US EV |
The US Department of the Treasury has proposed a new rule to clarify and expand the eligibility of electric vehicle (EV) charging infrastructure for a key tax credit under the Inflation Reduction Act (IRA). The rule, if enacted, could provide a significant boost to the nation’s EV charging network by incentivizing investment in charging ports.
Under the proposed changes, businesses would be able to claim the "30C" tax credit, which covers up to 30% of the installation costs — or up to $100,000 — for each individual charging port. This proposal marks a shift in the definition of “a single item of property,” offering greater clarity for project developers.

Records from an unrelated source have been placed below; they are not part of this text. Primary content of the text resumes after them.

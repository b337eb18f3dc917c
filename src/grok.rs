pub mod chat;
pub mod client;
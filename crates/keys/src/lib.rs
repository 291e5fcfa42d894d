//! Storage key derivation.
//!
//! Turns an uploaded file's original name plus a [`NamingPolicy`] into the
//! object key it is stored under: `prefix + basename + suffix + extension`,
//! where the basename may be kept, sanitized or replaced by a content hash.

mod errors;
mod models;
mod policy;
mod resolver;
pub mod template;

pub use errors::KeyError;
pub use models::UploadedFile;
pub use policy::{BasenameMode, NamingPolicy, PolicyValue};
pub use resolver::{resolve_key, resolve_key_at, split_name};
use super::models::AppState;
use crate::errors::ApiError;
use crate::models::{DeleteResponse, ExistsResponse, FileQuery, SaveResponse};
use axum::{
    extract::{multipart::Field, Multipart, Query, State},
    response::Json,
};
use kodo_events::AppEvent;
use kodo_storage::UploadedFile;
use tempfile::TempPath;
use tokio::io::AsyncWriteExt;

/// Accepts exactly one multipart field named `file`, spools it to the upload
/// directory and hands it to the store. The scratch file is removed when the
/// request finishes, whatever the outcome.
pub async fn upload_file(
    State(state): State<AppState>,
    mut multipart: Multipart,
) -> Result<Json<SaveResponse>, ApiError> {
    let mut spooled: Option<(TempPath, String)> = None;

    while let Some(field) = multipart
        .next_field()
        .await
        .map_err(|e| ApiError::InvalidInput(format!("Failed to read multipart: {}", e)))?
    {
        if field.name() != Some("file") {
            continue;
        }
        if spooled.is_some() {
            return Err(ApiError::InvalidInput(
                "Multiple file fields are not allowed; send exactly one field named 'file'".to_string(),
            ));
        }

        let name = field
            .file_name()
            .filter(|n| !n.is_empty())
            .map(str::to_string)
            .ok_or_else(|| ApiError::InvalidInput("File field has no filename".to_string()))?;

        let path = spool(&state, field).await?;
        spooled = Some((path, name));
    }

    let (path, name) = spooled
        .ok_or_else(|| ApiError::InvalidInput("Missing multipart field 'file'".to_string()))?;

    let file = UploadedFile::new(path.to_path_buf(), name);
    let url = state.store.save(&file).await?;

    state.events.emit(AppEvent::FileSaved {
        name: file.name,
        url: url.clone(),
    });

    Ok(Json(SaveResponse { url }))
}

async fn spool(state: &AppState, mut field: Field<'_>) -> Result<TempPath, ApiError> {
    let path = tempfile::Builder::new()
        .prefix("upload-")
        .tempfile_in(state.upload_dir.as_path())?
        .into_temp_path();

    let mut out = tokio::fs::File::create(&path).await?;
    while let Some(chunk) = field
        .chunk()
        .await
        .map_err(|e| ApiError::InvalidInput(format!("Failed to read file data: {}", e)))?
    {
        out.write_all(&chunk).await?;
    }
    out.flush().await?;

    tracing::debug!("Spooled upload to {}", path.display());
    Ok(path)
}

pub async fn file_exists(
    State(state): State<AppState>,
    Query(query): Query<FileQuery>,
) -> Result<Json<ExistsResponse>, ApiError> {
    let exists = state
        .store
        .exists(&query.filename, query.target_dir.as_deref())
        .await?;
    Ok(Json(ExistsResponse { exists }))
}

pub async fn delete_file(
    State(state): State<AppState>,
    Query(query): Query<FileQuery>,
) -> Result<Json<DeleteResponse>, ApiError> {
    let deleted = state
        .store
        .delete(&query.filename, query.target_dir.as_deref())
        .await?;
    Ok(Json(DeleteResponse { deleted }))
}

Impact on National EV Charging Goals
The Biden administration has set an ambitious goal to deploy at least 500,000 public EV charging ports by 2030, in line with its broader efforts to reduce US carbon emissions. Currently, there are 192,000 charging ports in operation across the country, with around 1,000 new ports being added each week. At this pace, the US is projected to meet its target by mid-2030. The proposed tax credit expansion could further accelerate this progress by making it more financially viable for businesses to invest in EV infrastructure, particularly in low-income and rural areas that are eligible for the credit.
The Treasury Department will accept public comments on the proposed rule for 60 days, and a public hearing may be scheduled if requested.